World / Crime & Legal

U.S. slaps sanctions on Russia over March nerve agent attack on ex-spy in Britain

AP, Reuters, Bloomberg

The United States will impose new sanctions on Russia for illegally using a chemical weapon in an attempt to kill a former spy and his daughter in Britain this year.

The sanctions come despite President Donald Trump’s efforts to improve relations with Russia and its leader, Vladimir Putin, and his harsh criticism of the investigation into Russian interference in the 2016 election.

The sanctions are required under the 1991 Chemical and Biological Weapons Control and Warfare Elimination Act, which mandates punishment of countries that use chemical weapons in violation of international law.

Under the law — invoked previously only against North Korea and Syria — a second, sweeping round of sanctions will follow later unless Russia meets conditions that include providing assurances it will no longer use chemical or biological weapons and allowing on-site inspections to verify this.

The additional sanctions also could be averted if Trump declared that waiving them would be in the U.S. national interest — a politically risky move in light of criticism that he has been too soft on Russia.

The added sanctions could include a downgrading in diplomatic relations, blanket bans on Russian oil and on exports of “all other goods and technology” aside from agricultural products, and limits on loans from U.S. banks. The U.S. also would have to suspend aviation agreements and oppose multilateral development bank assistance.

The State Department said Wednesday the U.S. had made the determination Monday that Russia had used the Novichok nerve agent to poison Sergei Skripal and his daughter, Yulia. Congress is being notified of the determination and the sanctions will take effect on or around Aug. 22.

Those sanctions will include the presumed denial of export licenses for Russia to purchase many items with national security implications, according to a senior State Department official.

The U.S. made a similar determination in February when it found that North Korea used a chemical weapon to assassinate leader Kim Jong Un’s half brother at the airport in Kuala Lumpur in 2017.

Skripal and his daughter were poisoned by the Novichok military-grade nerve agent in the English town of Salisbury in March.

Months later, two residents of a nearby town with no ties to Russia were also poisoned by the deadly toxin. Police believe the couple accidentally found a bottle containing Novichok. One of them died.

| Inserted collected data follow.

use crate::module::{lock, Module};
use anyhow::Context as _;
use pubsub_rs::Pubsub;
use serde_json::Value;
use std::sync::Mutex;
use tokio::task::JoinHandle;
use tracing::{debug, info_span, Instrument as _};

/// App-wide bus for broadcast actions.
///
/// Every attached module receives the broadcast actions its controller
/// registered with [`crate::Controller::on_broadcast`]. Unicast actions are
/// never delivered through the bus.
pub struct App {
    bus: Pubsub<String, Value>,
    listeners: Mutex<Vec<JoinHandle<()>>>,
}

impl App {
    pub fn new() -> Self {
        App {
            bus: Pubsub::new(),
            listeners: Mutex::new(Vec::new()),
        }
    }

    /// Start delivering broadcasts to `module`. Must be called from within a
    /// tokio runtime. Modules without broadcast actions are not subscribed.
    pub async fn attach(&self, module: &Module) {
        let actions = module.broadcast_actions();
        if actions.is_empty() {
            return;
        }
        let rx = self.bus.subscribe(actions).await;
        let module = module.clone();
        let span = info_span!("broadcast listener", module = %module.name());
        let listener = tokio::spawn(
            async move {
                while let Ok((action, payload)) = rx.recv().await.context("receiving broadcast") {
                    debug!(action = %action, "delivering broadcast");
                    // Settles on its own; nobody waits for it here.
                    module.dispatch(&action, payload);
                }
            }
            .instrument(span),
        );
        lock(&self.listeners).push(listener);
    }

    /// Dispatch `action` on every attached module that registered it.
    pub async fn broadcast(&self, action: &str, payload: Value) {
        self.bus.publish(action.to_owned(), payload).await;
    }
}

impl Default for App {
    fn default() -> Self {
        App::new()
    }
}

impl Drop for App {
    fn drop(&mut self) {
        for listener in lock(&self.listeners).drain(..) {
            listener.abort();
        }
    }
}

#[cfg(test)]
mod tests {
    use super::*;
    use crate::{controller::Controller, module::ModuleOptions, routine::Script};
    use serde_json::json;
    use std::time::Duration;

    fn counter(name: &str) -> Module {
        let controller = Controller::new()
            .on_broadcast("tick", |payload, _| {
                let by = payload.as_i64().unwrap_or(1);
                Ok(Script::new().produce(move |draft| {
                    let n = draft["n"].as_i64().unwrap_or(0);
                    draft["n"] = json!(n + by);
                    Ok(())
                }))
            })
            .on("reset", |_, _| {
                Ok(Script::new().produce(|draft| {
                    draft["n"] = json!(0);
                    Ok(())
                }))
            });
        let options = ModuleOptions {
            name: name.to_owned(),
            ..Default::default()
        };
        Module::new(options, controller, json!({"n": 0}))
    }

    #[tokio::test]
    async fn broadcast_reaches_every_attached_module() {
        let app = App::new();
        let (a, b) = (counter("a"), counter("b"));
        app.attach(&a).await;
        app.attach(&b).await;
        let (mut ra, mut rb) = (a.revision(), b.revision());

        app.broadcast("tick", json!(2)).await;
        tokio::time::timeout(Duration::from_secs(5), ra.changed())
            .await
            .unwrap()
            .unwrap();
        tokio::time::timeout(Duration::from_secs(5), rb.changed())
            .await
            .unwrap()
            .unwrap();
        assert_eq!(a.current_state()["n"], json!(2));
        assert_eq!(b.current_state()["n"], json!(2));
    }

    #[tokio::test]
    async fn unicast_actions_stay_local() {
        let app = App::new();
        let a = counter("a");
        app.attach(&a).await;
        a.dispatch("tick", json!(5)).await;
        let mut revision = a.revision();
        revision.borrow_and_update();

        app.broadcast("reset", Value::Null).await;
        tokio::time::sleep(Duration::from_millis(20)).await;
        assert!(!revision.has_changed().unwrap());
        assert_eq!(a.current_state()["n"], json!(5));
    }
}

The U.S. had joined Britain in condemning Russia for the Skripal poisoning and joined with European nations in expelling Russian diplomats in response, but it had not yet made the formal determination that the Russian government had “used chemical or biological weapons in violation of international law or has used lethal chemical or biological weapons against its own nationals.”

Britain on Wednesday welcomed Washington’s decision to impose the sanctions. “The U.K. welcomes this further action by our U.S. allies,” a spokesman for the U.K. Foreign Office said in a statement. “The strong international response to the use of a chemical weapon on the streets of Salisbury sends an unequivocal message to Russia that its provocative, reckless behavior will not go unchallenged.”

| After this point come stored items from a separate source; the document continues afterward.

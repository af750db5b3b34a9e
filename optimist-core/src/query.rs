//! Answering "what is happening at this path" from the live records.

use crate::{
    path::{Path, Segment},
    project::MutationRecord,
    status::Status,
};
use serde_json::Value;
use std::sync::Arc;

/// The flags `record` contributes at `path`, if any.
///
/// A record at exactly `path` contributes its own flags. A direct record on a
/// strict ancestor or descendant of `path` contributes its flags with the
/// target replaced by [`Status::INDIRECT`]. Indirect records only speak for
/// their own path.
pub fn effective(record: &MutationRecord, path: &Path) -> Option<Status> {
    if &record.path == path {
        Some(record.status)
    } else if record.is_direct() && record.path.is_related(path) {
        Some(record.status.retarget(Status::INDIRECT))
    } else {
        None
    }
}

/// Whether some record puts every bit of `flags` on `path`. With no
/// records every query is false.
pub fn is(records: &[MutationRecord], path: &Path, flags: Status) -> bool {
    records
        .iter()
        .filter_map(|r| effective(r, path))
        .any(|s| s.contains(flags))
}

/// Union of all flags that apply to `path`.
pub fn status(records: &[MutationRecord], path: &Path) -> Status {
    records
        .iter()
        .filter_map(|r| effective(r, path))
        .fold(Status::NONE, |acc, s| acc | s)
}

/// A consistent pair of a state snapshot and the records that were live when
/// it was taken.
#[derive(Clone, Debug)]
pub struct View {
    model: Arc<Value>,
    records: Arc<Vec<MutationRecord>>,
}

impl View {
    pub fn new(model: Arc<Value>, records: Arc<Vec<MutationRecord>>) -> Self {
        View { model, records }
    }

    pub fn model(&self) -> &Value {
        &self.model
    }

    pub fn records(&self) -> &[MutationRecord] {
        &self.records
    }

    pub fn root(&self) -> Cursor<'_> {
        Cursor {
            view: self,
            path: Path::root(),
        }
    }

    pub fn at(&self, segment: impl Into<Segment>) -> Cursor<'_> {
        self.root().at(segment)
    }

    pub fn cursor(&self, path: Path) -> Cursor<'_> {
        Cursor { view: self, path }
    }

    pub fn is(&self, path: &Path, flags: Status) -> bool {
        is(&self.records, path, flags)
    }
}

/// A position in a [`View`]. Navigating does not require the position to
/// exist in the snapshot; a removed row can still be asked about.
#[derive(Clone, Debug)]
pub struct Cursor<'a> {
    view: &'a View,
    path: Path,
}

impl<'a> Cursor<'a> {
    pub fn at(&self, segment: impl Into<Segment>) -> Cursor<'a> {
        Cursor {
            view: self.view,
            path: self.path.child(segment),
        }
    }

    pub fn path(&self) -> &Path {
        &self.path
    }

    pub fn value(&self) -> Option<&'a Value> {
        self.path.get(&self.view.model)
    }

    pub fn is(&self, flags: Status) -> bool {
        is(&self.view.records, &self.path, flags)
    }

    pub fn status(&self) -> Status {
        status(&self.view.records, &self.path)
    }

    /// Records that apply here, directly or indirectly.
    pub fn records(&self) -> impl Iterator<Item = &'a MutationRecord> + '_ {
        self.view
            .records
            .iter()
            .filter(move |r| effective(r, &self.path).is_some())
    }

    /// Cursors for the items of the array under this cursor. Empty when the
    /// value is not an array.
    pub fn items(&self) -> impl Iterator<Item = Cursor<'a>> + '_ {
        let len = match self.value() {
            Some(Value::Array(items)) => items.len(),
            _ => 0,
        };
        (0..len).map(move |i| self.at(i))
    }
}

#[cfg(test)]
mod tests {
    use super::*;
    use crate::{path, process::ProcessToken};
    use serde_json::json;

    fn record(path: Path, status: Status) -> MutationRecord {
        MutationRecord {
            path,
            status,
            value: None,
            process: ProcessToken::mint(),
        }
    }

    #[test]
    fn test_empty_records() {
        let p = path!("tasks", 0);
        assert!(!is(&[], &p, Status::PENDING));
        assert!(!is(&[], &p, Status::NONE));
        assert_eq!(status(&[], &p), Status::NONE);
    }

    #[test]
    fn test_direct_and_indirect() {
        let records = vec![
            record(
                path!("tasks", 3),
                Status::PENDING | Status::REMOVING | Status::DIRECT,
            ),
            record(
                path!("tasks"),
                Status::PENDING | Status::REMOVING | Status::INDIRECT,
            ),
        ];
        assert!(is(&records, &path!("tasks", 3), Status::REMOVING | Status::DIRECT));
        assert!(!is(&records, &path!("tasks", 3), Status::INDIRECT | Status::ADDING));
        assert!(is(&records, &path!("tasks"), Status::REMOVING | Status::INDIRECT));
        assert!(!is(&records, &path!("tasks"), Status::DIRECT));
        // Descendant of a removed row.
        assert!(is(
            &records,
            &path!("tasks", 3, "summary"),
            Status::PENDING | Status::REMOVING | Status::INDIRECT
        ));
        assert!(!is(&records, &path!("tasks", 2), Status::PENDING));
        assert!(!is(&records, &path!("tasks", 2, "summary"), Status::PENDING));
    }

    #[test]
    fn test_cursor_navigation() {
        let model = Arc::new(json!({"tasks": [{"summary": "a"}, {"summary": "b"}]}));
        let records = Arc::new(vec![record(
            path!("tasks", 1),
            Status::PENDING | Status::ADDING | Status::DIRECT,
        )]);
        let view = View::new(model, records);
        let tasks = view.at("tasks");
        let pending: Vec<bool> = tasks.items().map(|c| c.is(Status::PENDING)).collect();
        assert_eq!(pending, vec![false, true]);
        assert_eq!(tasks.at(1).at("summary").value(), Some(&json!("b")));
        assert!(tasks.at(1).at("summary").is(Status::ADDING | Status::INDIRECT));
        assert_eq!(
            tasks.status(),
            Status::PENDING | Status::ADDING | Status::INDIRECT
        );
        assert_eq!(tasks.records().count(), 1);
        assert_eq!(view.at("other").records().count(), 0);
        assert!(view.at("tasks").at(9).value().is_none());
    }
}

Several members of Congress had expressed concern that the Trump administration was dragging its feet on the determination and had missed a deadline to publish its findings.

Lawmakers praised Wednesday’s announcement.

“The administration is rightly acting to uphold international bans on the use of chemical weapons,” said Ed Royce, chairman of the House Foreign Affairs Committee. Royce had previously accused Trump of ignoring the Russian nerve agent attack.

“The mandatory sanctions that follow this determination are key to increasing pressure on Russia. Vladimir Putin must know that we will not tolerate his deadly acts, or his ongoing attacks on our democratic process,” Royce said Wednesday.

While criticized as too keen to strike up a friendship with Putin, Trump maintains that he has been tough on Moscow. His administration has sanctioned a number of Russian officials and oligarchs for human rights abuses and election meddling.

In March, the Trump administration ordered 60 Russian diplomats — all of whom it said were spies — to leave the United States and closed down Russia’s consulate in Seattle in response to the Skripal case. The U.S. said at the time it was the largest expulsion of Russian spies in American history.

The State Department announced a number of possible exceptions to the sanctions announced Wednesday. Waivers have been issued for foreign assistance and space flight activities, while commercial passenger aviation and other commercial goods for civilian use will be assessed on a case-by-case basis, according to the official who briefed reporters.